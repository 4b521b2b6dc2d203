//! Connection manager collaborator interface.
//!
//! The event queue never talks to hardware directly. Raw connection manager
//! notifications are pulled from a [`ConnectionManager`], and every command the
//! translator issues (route resolution, connect, accept, reject, disconnect,
//! identifier migration) goes back through the same trait. Transport resource
//! creation and receive posting belong to the endpoint data path and are
//! reached through [`EndpointResources`].

use std::io;
use std::net::SocketAddr;
use std::sync::Arc;
use std::time::Duration;

use bytes::Bytes;
use serde::{Deserialize, Serialize};

use crate::endpoint::EndpointId;
use crate::signal::EqSignal;

/// Low-level connection identifier owned by the connection manager.
#[derive(Debug, Clone, Copy, PartialEq, Eq, Hash, PartialOrd, Ord, Serialize, Deserialize)]
pub struct CmId(pub u64);

impl std::fmt::Display for CmId {
    fn fmt(&self, f: &mut std::fmt::Formatter<'_>) -> std::fmt::Result {
        write!(f, "cm#{}", self.0)
    }
}

/// Port space of a connection identifier.
#[derive(Debug, Clone, Copy, PartialEq, Eq, Hash, Serialize, Deserialize)]
pub enum PortSpace {
    /// Reliable connected handshake.
    Tcp,
    /// Connectionless (SIDR) handshake.
    Udp,
    /// Native InfiniBand port space.
    Ib,
}

impl PortSpace {
    /// True for the connectionless bootstrap used by shared XRC connections.
    pub fn is_connectionless(self) -> bool {
        self == PortSpace::Udp
    }
}

/// Address family a route was resolved over.
#[derive(Debug, Clone, Copy, PartialEq, Eq, Hash, Serialize, Deserialize)]
pub enum AddressFormat {
    /// IPv4 / IPv6 addressing.
    Ip,
    /// Native InfiniBand addressing; handshakes carry a transport preamble.
    Ib,
}

/// Kind of a raw connection manager event.
#[derive(Debug, Clone, Copy, PartialEq, Eq, Hash, Serialize, Deserialize)]
pub enum CmEventKind {
    /// Address resolution finished.
    AddrResolved,
    /// Address resolution failed.
    AddrError,
    /// Route resolution finished.
    RouteResolved,
    /// Route resolution failed.
    RouteError,
    /// Inbound connect request on a listener.
    ConnectRequest,
    /// Active side received the accept.
    ConnectResponse,
    /// Handshake failed.
    ConnectError,
    /// Peer is unreachable (also reported for SIDR rejects).
    Unreachable,
    /// Peer rejected the connect.
    Rejected,
    /// Passive side connection established.
    Established,
    /// Connection torn down.
    Disconnected,
    /// Device went away.
    DeviceRemoval,
    /// Local address changed.
    AddrChange,
    /// Identifier left the timewait state.
    TimewaitExit,
    /// Any kind this layer does not know about.
    Unknown(u32),
}

/// Routing details attached to an event.
#[derive(Debug, Clone, PartialEq, Eq, Serialize, Deserialize)]
pub struct RouteInfo {
    /// Local address of the identifier.
    pub src: SocketAddr,
    /// Peer address of the identifier.
    pub dst: SocketAddr,
    /// Name of the device the identifier is bound to.
    pub device: String,
    /// Address family the route was resolved over.
    pub format: AddressFormat,
}

/// A raw notification from the connection manager.
#[derive(Debug, Clone)]
pub struct CmEvent {
    /// Event kind.
    pub kind: CmEventKind,
    /// Identifier the event pertains to.
    pub id: CmId,
    /// Listening identifier for connect requests.
    pub listen_id: Option<CmId>,
    /// Status code; negative values are errno-style failures.
    pub status: i32,
    /// Handshake private data.
    pub private_data: Bytes,
    /// Port space of `id`.
    pub port_space: PortSpace,
    /// Routing details, when known.
    pub route: Option<RouteInfo>,
    /// Queue pair number advertised by the peer.
    pub qp_num: u32,
    /// True if the connection manager owns the queue pair of `id`.
    pub cm_manages_qp: bool,
}

impl CmEvent {
    /// Creates an event of `kind` on `id` with no payload.
    pub fn new(kind: CmEventKind, id: CmId) -> Self {
        Self {
            kind,
            id,
            listen_id: None,
            status: 0,
            private_data: Bytes::new(),
            port_space: PortSpace::Tcp,
            route: None,
            qp_num: 0,
            cm_manages_qp: true,
        }
    }

    /// Sets the private data.
    pub fn with_private_data(mut self, data: impl Into<Bytes>) -> Self {
        self.private_data = data.into();
        self
    }

    /// Sets the status code.
    pub fn with_status(mut self, status: i32) -> Self {
        self.status = status;
        self
    }

    /// Sets the listening identifier.
    pub fn with_listen_id(mut self, listen_id: CmId) -> Self {
        self.listen_id = Some(listen_id);
        self
    }

    /// Sets the port space.
    pub fn with_port_space(mut self, port_space: PortSpace) -> Self {
        self.port_space = port_space;
        self
    }

    /// Sets the route details.
    pub fn with_route(mut self, route: RouteInfo) -> Self {
        self.route = Some(route);
        self
    }

    /// Sets the advertised queue pair number.
    pub fn with_qp_num(mut self, qp_num: u32) -> Self {
        self.qp_num = qp_num;
        self
    }

    /// Marks the queue pair as not managed by the connection manager.
    pub fn with_unmanaged_qp(mut self) -> Self {
        self.cm_manages_qp = false;
        self
    }
}

/// Parameters passed to connect and accept.
#[derive(Debug, Clone, Default, PartialEq, Eq)]
pub struct ConnParam {
    /// Encoded private data.
    pub private_data: Bytes,
    /// Local queue pair number.
    pub qp_num: u32,
}

/// Scatter/gather element of a receive buffer.
#[derive(Debug, Clone, PartialEq, Eq, Serialize, Deserialize)]
pub struct ScatterGatherElement {
    /// Buffer address.
    pub address: u64,
    /// Buffer length.
    pub length: u32,
    /// Local key of the registered region.
    pub lkey: u32,
}

/// A receive buffer queued before the transport resource exists.
#[derive(Debug, Clone, PartialEq, Eq, Serialize, Deserialize)]
pub struct RecvWorkRequest {
    /// Caller-chosen identifier reported on completion.
    pub wr_id: u64,
    /// Buffers to receive into.
    pub sg_list: Vec<ScatterGatherElement>,
}

/// Source of raw events and sink for handshake commands.
pub trait ConnectionManager: Send {
    /// Pulls the next raw event without blocking.
    fn get_event(&mut self) -> Option<CmEvent>;

    /// Registers the queue's readiness signal; called once at open.
    fn bind_signal(&mut self, _signal: Arc<EqSignal>) {}

    /// Allocates a new identifier in `port_space`.
    fn create_id(&mut self, port_space: PortSpace) -> io::Result<CmId>;

    /// Starts listening on `addr`.
    fn listen(&mut self, id: CmId, addr: SocketAddr) -> io::Result<()>;

    /// Starts address resolution towards `dst`.
    fn resolve_addr(
        &mut self,
        id: CmId,
        src: Option<SocketAddr>,
        dst: SocketAddr,
        timeout: Duration,
    ) -> io::Result<()>;

    /// Starts route resolution.
    fn resolve_route(&mut self, id: CmId, timeout: Duration) -> io::Result<()>;

    /// Sends the connect handshake.
    fn connect(&mut self, id: CmId, param: &ConnParam) -> io::Result<()>;

    /// Accepts an inbound request (also used to resend a lost SIDR response).
    fn accept(&mut self, id: CmId, param: &ConnParam) -> io::Result<()>;

    /// Rejects an inbound request.
    fn reject(&mut self, id: CmId, private_data: &[u8]) -> io::Result<()>;

    /// Completes the handshake for a queue pair the manager does not own.
    fn establish(&mut self, id: CmId) -> io::Result<()>;

    /// Initiates disconnect.
    fn disconnect(&mut self, id: CmId) -> io::Result<()>;

    /// Moves `id` onto this queue's event channel.
    fn migrate_id(&mut self, id: CmId) -> io::Result<()>;

    /// Releases `id`.
    fn destroy_id(&mut self, id: CmId);
}

/// Endpoint data-path operations invoked during connection setup.
pub trait EndpointResources: Send {
    /// Creates the local transport resource (queue pair) for `ep` on `id`.
    /// Returns the local queue pair number.
    fn create_transport_resource(&mut self, ep: EndpointId, id: CmId) -> io::Result<u32>;

    /// Posts a receive buffer on the transport resource of `ep`.
    fn post_recv(&mut self, ep: EndpointId, wr: &RecvWorkRequest) -> io::Result<()>;
}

--

- _TASK INSTRUCTIONS_
List the lines of the records where "SocketAddr" occurs.

- _SOLVED EXERCISE_
use std::net::SocketAddr;
    pub src: SocketAddr,
    pub dst: SocketAddr,
    fn listen(&mut self, id: CmId, addr: SocketAddr) -> io::Result<()>;
        src: Option<SocketAddr>,
        dst: SocketAddr,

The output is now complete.